** Opening GIVEN INFORMATION block **

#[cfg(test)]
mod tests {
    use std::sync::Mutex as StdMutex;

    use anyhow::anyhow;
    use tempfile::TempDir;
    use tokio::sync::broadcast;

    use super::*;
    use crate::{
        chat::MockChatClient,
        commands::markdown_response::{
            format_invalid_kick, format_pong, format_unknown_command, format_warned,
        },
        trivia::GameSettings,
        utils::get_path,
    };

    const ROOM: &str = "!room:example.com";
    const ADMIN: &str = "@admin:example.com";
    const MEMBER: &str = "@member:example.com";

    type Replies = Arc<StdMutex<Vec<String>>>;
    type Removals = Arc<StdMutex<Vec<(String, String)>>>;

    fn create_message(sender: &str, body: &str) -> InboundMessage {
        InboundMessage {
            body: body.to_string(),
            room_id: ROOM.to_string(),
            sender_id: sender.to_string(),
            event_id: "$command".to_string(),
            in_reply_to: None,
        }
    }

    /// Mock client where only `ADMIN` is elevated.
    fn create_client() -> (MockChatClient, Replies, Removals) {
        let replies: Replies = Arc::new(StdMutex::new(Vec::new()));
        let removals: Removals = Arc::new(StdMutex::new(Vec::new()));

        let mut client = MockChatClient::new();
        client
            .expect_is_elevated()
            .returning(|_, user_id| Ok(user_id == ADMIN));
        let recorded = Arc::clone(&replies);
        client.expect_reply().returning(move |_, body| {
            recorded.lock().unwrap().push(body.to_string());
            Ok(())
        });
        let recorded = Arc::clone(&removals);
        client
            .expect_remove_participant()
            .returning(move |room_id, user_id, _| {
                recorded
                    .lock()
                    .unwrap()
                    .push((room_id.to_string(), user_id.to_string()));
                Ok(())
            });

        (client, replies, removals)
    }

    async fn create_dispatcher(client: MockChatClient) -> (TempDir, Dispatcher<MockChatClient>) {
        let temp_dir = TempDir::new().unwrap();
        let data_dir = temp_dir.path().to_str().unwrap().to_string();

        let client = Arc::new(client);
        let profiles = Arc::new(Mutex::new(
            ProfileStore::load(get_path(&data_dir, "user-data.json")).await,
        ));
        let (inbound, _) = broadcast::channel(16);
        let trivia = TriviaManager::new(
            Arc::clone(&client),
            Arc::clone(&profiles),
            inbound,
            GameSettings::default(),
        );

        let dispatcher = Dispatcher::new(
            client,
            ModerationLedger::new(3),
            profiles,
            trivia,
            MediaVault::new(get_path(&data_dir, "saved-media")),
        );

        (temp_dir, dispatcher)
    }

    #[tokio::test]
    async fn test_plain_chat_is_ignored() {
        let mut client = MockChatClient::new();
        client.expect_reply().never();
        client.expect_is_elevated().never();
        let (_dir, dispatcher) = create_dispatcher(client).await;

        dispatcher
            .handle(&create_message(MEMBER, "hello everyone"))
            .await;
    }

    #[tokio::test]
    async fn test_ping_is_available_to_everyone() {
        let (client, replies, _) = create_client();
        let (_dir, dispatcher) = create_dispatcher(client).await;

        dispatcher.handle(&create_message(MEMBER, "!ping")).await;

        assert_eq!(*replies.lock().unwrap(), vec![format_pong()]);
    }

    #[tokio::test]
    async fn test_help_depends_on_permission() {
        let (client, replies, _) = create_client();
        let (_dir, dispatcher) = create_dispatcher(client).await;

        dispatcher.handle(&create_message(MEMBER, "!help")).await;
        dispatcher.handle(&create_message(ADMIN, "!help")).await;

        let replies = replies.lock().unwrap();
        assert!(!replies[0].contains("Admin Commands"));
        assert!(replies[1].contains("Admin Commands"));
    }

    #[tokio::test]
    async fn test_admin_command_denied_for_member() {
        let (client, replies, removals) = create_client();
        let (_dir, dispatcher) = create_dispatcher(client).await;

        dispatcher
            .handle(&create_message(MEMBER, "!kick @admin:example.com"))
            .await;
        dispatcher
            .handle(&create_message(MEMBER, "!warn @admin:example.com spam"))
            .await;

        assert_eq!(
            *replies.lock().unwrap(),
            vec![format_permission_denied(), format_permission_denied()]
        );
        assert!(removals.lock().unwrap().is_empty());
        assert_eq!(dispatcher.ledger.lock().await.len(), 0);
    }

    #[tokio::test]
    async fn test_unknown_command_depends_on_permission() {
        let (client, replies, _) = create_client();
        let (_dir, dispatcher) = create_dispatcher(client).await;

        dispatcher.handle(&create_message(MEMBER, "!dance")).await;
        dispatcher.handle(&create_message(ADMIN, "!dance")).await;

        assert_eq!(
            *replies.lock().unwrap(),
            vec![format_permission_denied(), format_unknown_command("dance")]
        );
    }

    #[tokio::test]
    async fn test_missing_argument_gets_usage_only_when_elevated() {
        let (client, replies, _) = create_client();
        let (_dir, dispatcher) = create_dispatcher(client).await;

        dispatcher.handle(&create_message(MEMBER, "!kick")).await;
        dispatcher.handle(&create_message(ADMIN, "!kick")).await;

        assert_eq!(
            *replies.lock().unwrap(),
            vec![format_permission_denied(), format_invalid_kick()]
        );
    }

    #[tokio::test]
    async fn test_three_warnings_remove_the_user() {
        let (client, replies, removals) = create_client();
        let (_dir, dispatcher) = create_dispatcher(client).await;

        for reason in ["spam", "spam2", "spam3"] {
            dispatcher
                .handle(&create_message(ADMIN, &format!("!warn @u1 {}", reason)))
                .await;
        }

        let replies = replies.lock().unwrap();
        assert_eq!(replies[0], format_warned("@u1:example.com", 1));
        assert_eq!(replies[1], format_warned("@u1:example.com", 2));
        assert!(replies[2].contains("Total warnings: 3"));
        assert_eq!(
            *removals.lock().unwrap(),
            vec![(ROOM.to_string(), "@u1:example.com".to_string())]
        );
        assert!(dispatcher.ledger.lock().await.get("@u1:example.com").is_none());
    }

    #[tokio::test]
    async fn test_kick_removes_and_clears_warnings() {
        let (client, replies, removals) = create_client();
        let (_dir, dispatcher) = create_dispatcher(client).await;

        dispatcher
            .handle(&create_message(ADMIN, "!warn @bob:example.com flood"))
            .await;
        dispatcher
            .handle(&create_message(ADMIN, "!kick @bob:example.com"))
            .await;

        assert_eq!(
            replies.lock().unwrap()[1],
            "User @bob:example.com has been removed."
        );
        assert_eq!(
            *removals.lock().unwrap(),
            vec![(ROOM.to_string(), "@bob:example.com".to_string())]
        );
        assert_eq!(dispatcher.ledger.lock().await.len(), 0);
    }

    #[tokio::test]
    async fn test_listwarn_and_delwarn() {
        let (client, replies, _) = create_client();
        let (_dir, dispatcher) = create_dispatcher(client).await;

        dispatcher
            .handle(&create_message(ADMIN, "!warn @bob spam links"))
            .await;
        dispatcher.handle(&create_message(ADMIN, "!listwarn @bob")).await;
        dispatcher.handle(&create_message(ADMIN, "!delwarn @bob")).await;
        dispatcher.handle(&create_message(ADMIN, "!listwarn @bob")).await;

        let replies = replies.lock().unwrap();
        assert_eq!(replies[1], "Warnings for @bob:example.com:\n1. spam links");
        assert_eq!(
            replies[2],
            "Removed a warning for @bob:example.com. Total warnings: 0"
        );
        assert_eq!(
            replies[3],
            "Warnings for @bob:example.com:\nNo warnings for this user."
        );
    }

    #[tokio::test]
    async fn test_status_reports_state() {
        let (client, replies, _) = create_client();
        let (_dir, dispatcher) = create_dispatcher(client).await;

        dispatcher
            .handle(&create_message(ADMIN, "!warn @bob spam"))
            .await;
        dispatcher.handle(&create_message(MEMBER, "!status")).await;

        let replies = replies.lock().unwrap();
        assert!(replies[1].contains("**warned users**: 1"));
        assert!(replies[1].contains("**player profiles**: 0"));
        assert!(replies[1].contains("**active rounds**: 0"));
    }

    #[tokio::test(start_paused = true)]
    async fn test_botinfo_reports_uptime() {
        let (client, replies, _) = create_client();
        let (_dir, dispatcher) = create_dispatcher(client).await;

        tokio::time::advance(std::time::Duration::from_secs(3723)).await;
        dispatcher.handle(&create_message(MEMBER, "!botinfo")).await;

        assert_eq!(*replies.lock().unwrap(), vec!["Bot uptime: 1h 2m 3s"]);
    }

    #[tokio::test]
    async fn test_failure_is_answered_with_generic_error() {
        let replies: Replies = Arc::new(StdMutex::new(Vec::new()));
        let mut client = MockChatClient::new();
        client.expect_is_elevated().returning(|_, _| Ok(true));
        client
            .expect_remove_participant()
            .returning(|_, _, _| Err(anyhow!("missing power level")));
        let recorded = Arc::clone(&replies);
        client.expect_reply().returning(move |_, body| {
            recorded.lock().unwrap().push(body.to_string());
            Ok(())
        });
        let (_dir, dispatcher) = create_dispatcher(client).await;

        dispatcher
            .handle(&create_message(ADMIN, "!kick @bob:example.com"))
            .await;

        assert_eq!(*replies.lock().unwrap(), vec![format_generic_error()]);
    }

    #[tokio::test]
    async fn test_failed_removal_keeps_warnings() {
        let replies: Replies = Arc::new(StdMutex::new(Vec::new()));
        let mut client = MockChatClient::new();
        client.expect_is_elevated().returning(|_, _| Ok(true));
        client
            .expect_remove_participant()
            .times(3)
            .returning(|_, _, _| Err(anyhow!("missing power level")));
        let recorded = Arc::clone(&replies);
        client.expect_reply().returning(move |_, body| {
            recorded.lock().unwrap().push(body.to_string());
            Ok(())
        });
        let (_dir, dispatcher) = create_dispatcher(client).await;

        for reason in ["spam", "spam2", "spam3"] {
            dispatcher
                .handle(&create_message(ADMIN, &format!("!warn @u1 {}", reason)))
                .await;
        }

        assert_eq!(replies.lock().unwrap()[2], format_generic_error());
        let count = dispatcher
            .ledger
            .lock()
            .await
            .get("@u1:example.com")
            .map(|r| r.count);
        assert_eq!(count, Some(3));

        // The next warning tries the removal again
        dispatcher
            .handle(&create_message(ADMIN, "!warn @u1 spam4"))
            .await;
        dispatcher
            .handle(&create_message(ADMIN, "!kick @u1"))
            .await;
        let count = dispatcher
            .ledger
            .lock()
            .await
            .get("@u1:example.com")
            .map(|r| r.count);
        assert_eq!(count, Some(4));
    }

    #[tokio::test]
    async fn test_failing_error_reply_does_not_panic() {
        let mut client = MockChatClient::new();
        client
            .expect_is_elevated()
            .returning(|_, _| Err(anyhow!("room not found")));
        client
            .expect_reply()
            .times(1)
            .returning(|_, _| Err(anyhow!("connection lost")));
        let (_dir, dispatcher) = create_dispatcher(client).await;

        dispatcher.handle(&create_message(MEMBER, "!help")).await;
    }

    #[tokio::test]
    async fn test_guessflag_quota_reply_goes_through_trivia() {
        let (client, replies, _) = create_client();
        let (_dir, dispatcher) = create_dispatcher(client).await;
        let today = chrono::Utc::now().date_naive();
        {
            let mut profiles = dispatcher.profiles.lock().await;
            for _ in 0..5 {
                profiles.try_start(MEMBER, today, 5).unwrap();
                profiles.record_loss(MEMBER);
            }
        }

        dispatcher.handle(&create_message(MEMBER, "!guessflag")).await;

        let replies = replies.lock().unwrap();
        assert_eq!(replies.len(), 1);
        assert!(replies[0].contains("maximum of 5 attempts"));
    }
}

** Closing GIVEN INFORMATION block **

» **WHAT YOU NEED TO DO**
Repeat the entries verbatim through the line with "type Replies = Arc<StdMutex<Vec<String>>>;".

» **EXERCISE SOLUTION**
#[cfg(test)]
mod tests {
    use std::sync::Mutex as StdMutex;

    use anyhow::anyhow;
    use tempfile::TempDir;
    use tokio::sync::broadcast;

    use super::*;
    use crate::{
        chat::MockChatClient,
        commands::markdown_response::{
            format_invalid_kick, format_pong, format_unknown_command, format_warned,
        },
        trivia::GameSettings,
        utils::get_path,
    };

    const ROOM: &str = "!room:example.com";
    const ADMIN: &str = "@admin:example.com";
    const MEMBER: &str = "@member:example.com";

    type Replies = Arc<StdMutex<Vec<String>>>;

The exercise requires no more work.